A simple method of induction of in vitro microrhizomes and their field performance in ginger (Zingiber officina/e Rose.)

Abstract

Microrhizomes were produced from tissue culture derived shoots of ginger (Zingiber officinale Rosc.) by culturing them in Murashige and Skoog (MS) medium with an enhanced concentration of sucrose (9-12%). Sucrose at 9% was most suitable for induction of microrhizomes. Microrhizomes were formed at the base of the shoots after 30 days of incubation at temperatures of 22±26oC and 25±3oC. The number of shoots produced from microrhizomes ranged from 5- 10. Weight of micro rhizome per explant ranged from 12-50 g fresh weight in 4-6 months.
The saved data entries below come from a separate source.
//! プロンプト送信フックのプロトコル
//!
//! 標準入力のJSONペイロードを読み、パイプラインの結果を
//! フック応答JSONとして返す。

use anyhow::{Context as _, Result};
use serde::{Deserialize, Serialize};
use std::path::PathBuf;

use crate::pipeline::ActivationOutcome;

/// フックのイベント名
pub const USER_PROMPT_SUBMIT: &str = "UserPromptSubmit";

/// フック入力（未知のフィールドは無視）
#[derive(Debug, Clone, Deserialize)]
pub struct HookInput {
    pub prompt: String,
    /// プロジェクトルートとして扱う作業ディレクトリ
    #[serde(default)]
    pub cwd: Option<PathBuf>,
    #[serde(default)]
    pub session_id: Option<String>,
    #[serde(default)]
    pub hook_event_name: Option<String>,
    /// エディタで開いているファイル等
    #[serde(default)]
    pub files: Vec<PathBuf>,
}

impl HookInput {
    pub fn parse(raw: &str) -> Result<Self> {
        let input: HookInput =
            serde_json::from_str(raw).context("Failed to parse hook input JSON")?;
        if let Some(event) = &input.hook_event_name {
            if event != USER_PROMPT_SUBMIT {
                tracing::warn!("Unexpected hook event '{}', handling as {}", event, USER_PROMPT_SUBMIT);
            }
        }
        Ok(input)
    }
}

#[derive(Debug, Clone, PartialEq, Eq, Serialize)]
#[serde(rename_all = "camelCase")]
pub struct HookSpecificOutput {
    pub hook_event_name: String,
    pub additional_context: String,
}

/// フック応答
#[derive(Debug, Clone, Default, PartialEq, Eq, Serialize)]
#[serde(rename_all = "camelCase")]
pub struct HookResponse {
    #[serde(skip_serializing_if = "Option::is_none")]
    pub decision: Option<String>,
    #[serde(skip_serializing_if = "Option::is_none")]
    pub reason: Option<String>,
    #[serde(skip_serializing_if = "Option::is_none")]
    pub hook_specific_output: Option<HookSpecificOutput>,
    /// ユーザーに表示するメッセージ
    #[serde(skip_serializing_if = "Option::is_none")]
    pub system_message: Option<String>,
}

impl HookResponse {
    pub fn from_outcome(outcome: &ActivationOutcome) -> Self {
        match outcome {
            ActivationOutcome::PassThrough { .. } => Self::default(),
            ActivationOutcome::Suggest { additional_context, .. } => Self {
                hook_specific_output: Self::context_output(additional_context),
                ..Self::default()
            },
            ActivationOutcome::Warn {
                additional_context,
                warning,
                ..
            } => Self {
                hook_specific_output: Self::context_output(additional_context),
                system_message: Some(warning.clone()),
                ..Self::default()
            },
            ActivationOutcome::Block { message, .. } => Self {
                decision: Some("block".to_string()),
                reason: Some(message.clone()),
                ..Self::default()
            },
        }
    }

    fn context_output(additional_context: &str) -> Option<HookSpecificOutput> {
        if additional_context.is_empty() {
            return None;
        }
        Some(HookSpecificOutput {
            hook_event_name: USER_PROMPT_SUBMIT.to_string(),
            additional_context: additional_context.to_string(),
        })
    }

    pub fn to_json(&self) -> Result<String> {
        serde_json::to_string(self).context("Failed to serialize hook response")
    }
}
These microrhizomes could be directly planted in the field with 90-100% survival, thus eliminated the need for hardening. Microrhizomes gave good yields of about 500 g of fresh rhizomes plant (12-20 kg/3m2) bed. The yields are similar to those when normal seed rhizomes of 50 g per plant are used. The seed rate requirement per 3 m' bed is about 400 g for microrhizomes compared to 1.5-2 kg in case of conventional planting thus saving huge amounts of seed. In addition microrhizomes are good source of disease free planting material due to its aseptic origin. Microrhizomes were produced independent of seasonal fluctuations. The microrhizome cultures could be stored up to 12-15months in vitro facilitating safe and disease free germplasm exchange.